- [Assignment]:
Only the lines containing "SpinnerVisible" should appear in the answer, copied from the listing below.
--- Information provided ---
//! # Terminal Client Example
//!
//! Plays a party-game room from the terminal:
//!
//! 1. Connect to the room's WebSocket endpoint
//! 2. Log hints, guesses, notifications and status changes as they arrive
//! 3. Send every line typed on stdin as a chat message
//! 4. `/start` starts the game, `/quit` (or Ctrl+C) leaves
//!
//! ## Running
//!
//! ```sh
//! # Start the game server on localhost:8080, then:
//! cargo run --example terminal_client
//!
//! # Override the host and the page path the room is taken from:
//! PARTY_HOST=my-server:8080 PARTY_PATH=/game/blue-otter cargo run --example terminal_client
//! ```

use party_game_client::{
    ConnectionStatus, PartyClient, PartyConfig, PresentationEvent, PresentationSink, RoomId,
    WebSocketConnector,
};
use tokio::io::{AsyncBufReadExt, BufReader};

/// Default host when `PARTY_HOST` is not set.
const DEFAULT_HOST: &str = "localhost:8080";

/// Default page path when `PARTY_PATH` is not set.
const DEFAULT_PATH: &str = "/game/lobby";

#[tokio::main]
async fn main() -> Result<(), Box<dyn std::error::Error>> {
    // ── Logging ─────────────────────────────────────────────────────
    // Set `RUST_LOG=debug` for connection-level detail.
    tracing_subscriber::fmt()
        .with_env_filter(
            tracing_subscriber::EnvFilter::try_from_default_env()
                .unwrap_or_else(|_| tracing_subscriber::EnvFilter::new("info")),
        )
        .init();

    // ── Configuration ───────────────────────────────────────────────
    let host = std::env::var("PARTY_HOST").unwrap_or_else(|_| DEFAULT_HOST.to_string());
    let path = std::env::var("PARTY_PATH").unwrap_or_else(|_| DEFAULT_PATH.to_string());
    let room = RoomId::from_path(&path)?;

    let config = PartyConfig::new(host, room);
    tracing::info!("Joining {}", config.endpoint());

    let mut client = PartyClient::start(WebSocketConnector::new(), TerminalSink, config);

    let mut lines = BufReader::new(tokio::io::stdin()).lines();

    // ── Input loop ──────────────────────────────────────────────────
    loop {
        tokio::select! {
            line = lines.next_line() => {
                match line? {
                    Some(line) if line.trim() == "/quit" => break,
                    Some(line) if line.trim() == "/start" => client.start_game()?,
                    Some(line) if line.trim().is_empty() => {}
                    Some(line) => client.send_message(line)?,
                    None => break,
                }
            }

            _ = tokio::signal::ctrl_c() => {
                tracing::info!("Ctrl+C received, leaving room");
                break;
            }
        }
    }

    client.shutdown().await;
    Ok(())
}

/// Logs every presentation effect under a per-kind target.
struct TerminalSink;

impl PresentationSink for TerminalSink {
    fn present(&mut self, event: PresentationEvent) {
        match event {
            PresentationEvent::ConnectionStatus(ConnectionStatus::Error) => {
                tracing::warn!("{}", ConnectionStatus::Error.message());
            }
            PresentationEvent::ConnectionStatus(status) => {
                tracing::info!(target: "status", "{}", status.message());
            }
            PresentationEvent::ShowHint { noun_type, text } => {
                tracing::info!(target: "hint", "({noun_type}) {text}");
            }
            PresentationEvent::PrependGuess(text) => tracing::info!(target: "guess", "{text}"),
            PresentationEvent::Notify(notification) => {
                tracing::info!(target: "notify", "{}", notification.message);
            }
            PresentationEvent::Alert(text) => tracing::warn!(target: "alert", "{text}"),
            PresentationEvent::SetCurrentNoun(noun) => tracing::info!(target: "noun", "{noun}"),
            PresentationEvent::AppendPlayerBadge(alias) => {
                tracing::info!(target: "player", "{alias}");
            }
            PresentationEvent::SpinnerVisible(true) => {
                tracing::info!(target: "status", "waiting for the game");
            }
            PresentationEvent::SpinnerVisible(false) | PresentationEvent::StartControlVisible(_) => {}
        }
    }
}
---
- [Answer to this task]:
            PresentationEvent::SpinnerVisible(true) => {
            PresentationEvent::SpinnerVisible(false) | PresentationEvent::StartControlVisible(_) => {}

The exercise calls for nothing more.